● RECORDS SHOWN:

^^^^^^^^

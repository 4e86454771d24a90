//! Jenkins Session
//!
//! The root object for one Jenkins server: holds the server URL and the
//! transport every resource on that server is fetched through.

use std::fmt;
use std::sync::Arc;

use jenkins_api_types::JSON_API_SUFFIX;
use serde::de::DeserializeOwned;

use super::transport::{HttpConfig, HttpTransport, Transport, TransportError};
use crate::config::ClientConfig;
use crate::fingerprint::{BuildInfo, Fingerprint, FingerprintError};

/// A connection to one Jenkins server.
///
/// Cloning is cheap; clones share the transport.
#[derive(Clone)]
pub struct Jenkins {
    base_url: String,
    transport: Arc<dyn Transport>,
}

impl Jenkins {
    /// Create a session for `base_url` using the given transport
    pub fn new(base_url: impl Into<String>, transport: Arc<dyn Transport>) -> Self {
        let base_url = base_url.into().trim_end_matches('/').to_string();
        Self {
            base_url,
            transport,
        }
    }

    /// Create a session backed by an [`HttpTransport`] built from `config`
    pub fn from_config(config: &ClientConfig) -> Result<Self, TransportError> {
        let transport = HttpTransport::new(HttpConfig {
            timeout_seconds: config.timeout_seconds,
            username: config.username.clone(),
            api_token: config.api_token.clone(),
            use_system_proxy: config.use_system_proxy,
            ..HttpConfig::default()
        })?;
        Ok(Self::new(config.base_url.clone(), Arc::new(transport)))
    }

    /// Server root URL, without a trailing slash
    pub fn base_url(&self) -> &str {
        &self.base_url
    }

    pub fn transport(&self) -> &Arc<dyn Transport> {
        &self.transport
    }

    /// JSON API endpoint for a resource URL
    pub fn api_json_url(resource_url: &str) -> String {
        if resource_url.ends_with(JSON_API_SUFFIX) {
            resource_url.to_string()
        } else if resource_url.ends_with('/') {
            format!("{}{}", resource_url, JSON_API_SUFFIX)
        } else {
            format!("{}/{}", resource_url, JSON_API_SUFFIX)
        }
    }

    /// Fetch a resource's JSON API and decode it
    pub fn get_json<T: DeserializeOwned>(&self, resource_url: &str) -> Result<T, TransportError> {
        let value = self.transport.get_json(&Self::api_json_url(resource_url))?;
        Ok(serde_json::from_value(value)?)
    }

    /// Handle for the fingerprint `id` on this server (no I/O)
    pub fn fingerprint(&self, id: &str) -> Result<Fingerprint, FingerprintError> {
        Fingerprint::new(&self.base_url, id, self)
    }

    /// Check that `id` is not broken on this server
    pub fn validate_fingerprint(&self, id: &str) -> Result<(), FingerprintError> {
        let mut fingerprint = self.fingerprint(id)?;
        fingerprint.validate()?;
        tracing::info!("Jenkins says {} is valid", id);
        Ok(())
    }

    /// Job, build and file name that produced `id`
    pub fn get_artifact_data(&self, id: &str) -> Result<BuildInfo, FingerprintError> {
        let mut fingerprint = self.fingerprint(id)?;
        fingerprint.validate()?;
        fingerprint.get_info()
    }

    /// Whether `digest` was produced or used by `job` #`build` as `filename`
    pub fn validate_fingerprint_for_build(
        &self,
        digest: &str,
        filename: &str,
        job: &str,
        build: u64,
    ) -> Result<bool, FingerprintError> {
        let mut fingerprint = self.fingerprint(digest)?;
        Ok(fingerprint.validate_for_build(filename, job, build))
    }
}

impl fmt::Debug for Jenkins {
    fn fmt(&self, f: &mut fmt::Formatter<'_>) -> fmt::Result {
        f.debug_struct("Jenkins")
            .field("base_url", &self.base_url)
            .finish_non_exhaustive()
    }
}

#[cfg(test)]
mod tests {
    use super::*;
    use crate::client::transport::MockTransport;
    use serde_json::json;

    #[test]
    fn test_new_trims_trailing_slash() {
        let jenkins = Jenkins::new("http://ci.local:8080/", Arc::new(MockTransport::new()));
        assert_eq!(jenkins.base_url(), "http://ci.local:8080");
    }

    #[test]
    fn test_api_json_url() {
        assert_eq!(
            Jenkins::api_json_url("http://ci/fingerprint/abc/"),
            "http://ci/fingerprint/abc/api/json"
        );
        assert_eq!(
            Jenkins::api_json_url("http://ci/job/x"),
            "http://ci/job/x/api/json"
        );
        assert_eq!(
            Jenkins::api_json_url("http://ci/job/x/api/json"),
            "http://ci/job/x/api/json"
        );
    }

    #[test]
    fn test_get_json_decodes_typed() {
        #[derive(serde::Deserialize)]
        struct Root {
            mode: String,
        }

        let transport = Arc::new(MockTransport::new());
        transport.respond_json("http://ci/api/json", json!({"mode": "NORMAL"}));
        let jenkins = Jenkins::new("http://ci", transport.clone());

        let root: Root = jenkins.get_json("http://ci/").unwrap();
        assert_eq!(root.mode, "NORMAL");
        assert_eq!(transport.requests(), vec!["http://ci/api/json"]);
    }

    #[test]
    fn test_get_json_shape_mismatch_is_decode_error() {
        #[derive(Debug, serde::Deserialize)]
        #[allow(dead_code)]
        struct Root {
            mode: String,
        }

        let transport = Arc::new(MockTransport::new());
        transport.respond_json("http://ci/api/json", json!({"mode": 3}));
        let jenkins = Jenkins::new("http://ci", transport);

        let err = jenkins.get_json::<Root>("http://ci/").unwrap_err();
        assert!(matches!(err, TransportError::Decode(_)));
    }

    #[test]
    fn test_fingerprint_rejects_bad_id() {
        let jenkins = Jenkins::new("http://ci", Arc::new(MockTransport::new()));
        assert!(matches!(
            jenkins.fingerprint("not-a-hash"),
            Err(FingerprintError::InvalidId(_))
        ));
    }
}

^^^^^^^^

Only lines that contain "DeserializeOwned" are needed, so copy each of them from the data.

● PROBLEM SOLUTION:
use serde::de::DeserializeOwned;
    pub fn get_json<T: DeserializeOwned>(&self, resource_url: &str) -> Result<T, TransportError> {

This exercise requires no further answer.